Visitor logs reveal there are a couple of large gambling groups and as many super affiliates that regularly spend quite a bit of time checking the domains listed for sale on Gambling Invest.
What logs don’t say are the reasons these organizations have for visiting Gambling Invest on a regular basis and in at least one case using some kind of automated script to download the listings.
Because they never even try to buy anything, I can only assume their repeated visits are motivated by trying to back engineer Gambling Invest’s domain portfolio.
The reason I came to this conclusion is because I used to do the exact same thing myself, monitoring whois details of companies for new acquisitions, registrations and cancellations of gambling domains.
At some point, I was monitoring the domain portfolios of well over 200 gambling companies. That’s how in 2015, for example, I was able to write about funny domains owned by gambling operators.
Then GDPR restrictions over the publications of whois details made the monitoring more difficult and I eventually abandoned the project, although to this day I routinely check out portfolios of competitors and clients using tools in the arsenal of every domain investor.
Can you learn how to buy domains from spying on third party portfolios?
It’s highly unlikely that on its own, monitoring anyone’s portfolio gives you the ability to compete in acquiring the same or similar domains, if that is what’s happening here.

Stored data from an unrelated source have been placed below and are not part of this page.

use reqwest::StatusCode;

pub type Result<T, E = Error> = std::result::Result<T, E>;

#[derive(Debug, thiserror::Error)]
pub enum Error {
    /// The reference has no `@name` handle and no explicit account id was given.
    #[error("not a Mastodon reference: {0}")]
    MalformedReference(String),

    /// The account lookup failed or returned no usable id.
    #[error("could not resolve @{handle}")]
    UnresolvableHandle {
        handle: String,
        #[source]
        source: Box<Error>,
    },

    #[error("upstream request to {url} failed")]
    UpstreamError {
        url: String,
        #[source]
        source: UpstreamCause,
    },

    #[error("invalid date format options: {0}")]
    InvalidDateFormat(#[from] serde_json::Error),

    #[error("unknown locale: {0}")]
    UnknownLocale(String),

    #[error("failed to build http client: {0}")]
    Client(#[source] reqwest::Error),
}

#[derive(Debug, thiserror::Error)]
pub enum UpstreamCause {
    #[error(transparent)]
    Transport(#[from] reqwest_middleware::Error),
    #[error("server responded with {0}")]
    Status(StatusCode),
    #[error("failed to read response body: {0}")]
    Body(#[source] reqwest::Error),
    #[error("malformed response body: {0}")]
    Decode(#[source] serde_json::Error),
    #[error("response carried no account id")]
    MissingId,
}

impl Error {
    pub(crate) fn upstream(url: impl ToString, source: impl Into<UpstreamCause>) -> Self {
        Self::UpstreamError {
            url: url.to_string(),
            source: source.into(),
        }
    }
}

The truth is that the Gambling Invest portfolio is the result of 10 years of part-time domain investing followed by 5 years and counting full time and checking for new domains for sale on Gambling Invest is not going to be enough to figure out our buying strategy.
Even if you understood which gambling keywords are worth tracking and buying, which is not complicated if you also keep an eye on domain sales, how you go about acquire domains for a commercial portfolio is a completely different matter when compared to one off acquisitions.
For once, it’s a 365 days activity. There are no free Saturdays or Sundays. No Christmas or bank holidays. Domains go up for auction every day and you can only plan your bids a couple of days in advance.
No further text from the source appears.